You may be surprised to learn that breast cancer isn’t one disease—there are different types and subtypes, which grow at different rates and can be diagnosed at different stages.
No two women are the same and nor are their breast cancer journeys. However, many will find they have one thing in common—that their breast cancer is invasive, with the potential to spread to other areas of the body.
In the lab
Dr Jodi Saunus and her colleagues at Mater Research are homing in on triple-negative breast cancer (TNBC)—an invasive and often aggressive type of breast cancer that tends to occur in women younger than 40, especially those who carry a BRCA1 gene mutation.
The team is investigating changes in breast tissue produced by mutated BRCA1, even before there is any sign of cancer in the breast.
The overall aim of the project is to try and unlock new diagnostics for at-risk patients, and work toward the development of new treatment pathways.
“Because our team spans across breast cancer research, clinical care and bioinformatics, we are in an incredible position to do this work,” Dr Saunus said.
TNBC grows and spreads fast, is more inclined to metastasise, and can be highly resistant to chemotherapy.
As many as 23 percent of these patients die within five years of diagnosis, and most deaths are associated with chemotherapy resistance.
Sadly, there are virtually no alternative treatments with proven efficacy. Yet.
“This innovative project has exciting potential to impact the way TNBC is managed, including the development of new drugs that make tumours more sensitive to chemotherapy,” Dr Saunus said.

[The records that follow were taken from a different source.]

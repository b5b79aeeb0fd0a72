use super::{util, KilnDeviceContextVulkan};
use crate::internal_shared;
use crate::{KilnCompareOp, KilnResult, KilnSamplerDef};
use ash::vk;
use std::sync::Arc;

#[derive(Debug)]
struct KilnSamplerVulkanInner {
    device_context: KilnDeviceContextVulkan,
    sampler_def: KilnSamplerDef,
    sampler: vk::Sampler,
    sampler_id: u64,
}

impl Drop for KilnSamplerVulkanInner {
    fn drop(&mut self) {
        unsafe {
            self.device_context
                .inner
                .device
                .destroy_sampler(self.sampler, None);
        }
    }
}

#[derive(Clone, Debug)]
pub struct KilnSamplerVulkan {
    inner: Arc<KilnSamplerVulkanInner>,
}

impl KilnSamplerVulkan {
    pub(crate) fn new(
        device_context: &KilnDeviceContextVulkan,
        sampler_def: &KilnSamplerDef,
    ) -> KilnResult<Self> {
        let sampler = Self::create_vk_sampler(&device_context.inner.device, sampler_def)?;

        Ok(KilnSamplerVulkan {
            inner: Arc::new(KilnSamplerVulkanInner {
                device_context: device_context.clone(),
                sampler_def: sampler_def.clone(),
                sampler,
                sampler_id: internal_shared::allocate_view_id(),
            }),
        })
    }

    pub(crate) fn create_vk_sampler(
        device: &ash::Device,
        sampler_def: &KilnSamplerDef,
    ) -> KilnResult<vk::Sampler> {
        let sampler_create_info = vk::SamplerCreateInfo::builder()
            .mag_filter(util::filter_to_vk(sampler_def.mag_filter))
            .min_filter(util::filter_to_vk(sampler_def.min_filter))
            .mipmap_mode(util::mip_map_mode_to_vk(sampler_def.mip_map_mode))
            .address_mode_u(util::address_mode_to_vk(sampler_def.address_mode_u))
            .address_mode_v(util::address_mode_to_vk(sampler_def.address_mode_v))
            .address_mode_w(util::address_mode_to_vk(sampler_def.address_mode_w))
            .mip_lod_bias(sampler_def.mip_lod_bias)
            .anisotropy_enable(sampler_def.max_anisotropy > 0.0)
            .max_anisotropy(sampler_def.max_anisotropy)
            .compare_enable(sampler_def.compare_op != KilnCompareOp::Never)
            .compare_op(util::compare_op_to_vk(sampler_def.compare_op))
            .min_lod(0.0)
            .max_lod(vk::LOD_CLAMP_NONE);

        let sampler = unsafe { device.create_sampler(&sampler_create_info, None)? };
        Ok(sampler)
    }

    pub fn sampler_def(&self) -> &KilnSamplerDef {
        &self.inner.sampler_def
    }

    pub fn sampler_id(&self) -> u64 {
        self.inner.sampler_id
    }

    pub fn vk_sampler(&self) -> vk::Sampler {
        self.inner.sampler
    }
}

Recent advances have revealed that epigenomics—the master controller of our gene expression—could explain why some women are susceptible to TNBC, and why TNBC can be so resistant to chemotherapy.
While scientists have known for decades that the epigenomic ‘master controller’ is defective in cancer cells, it’s only more recently become possible to start amassing and decoding this kind of data, thanks to new ‘single cell sequencing’ technology.
Dr Saunus and her team are doing just that—working with Mater patients to gather and compare different types of breast tissue for the first time, as part of an ambitious project to decode a range of mysteries within this emerging field of science.
The project involves analysing both tumour and non-tumour cell types from breast biopsies to comprehensively map out genome structure and function in each patient.
“Because we will be looking at the epigenomics of human breast samples for the first time, the chances of discovering entirely new information about susceptibility and chemotherapy response are very high.”
Thanks to your support, Mater is at the forefront of this devastating disease, and changing the story for Australian women.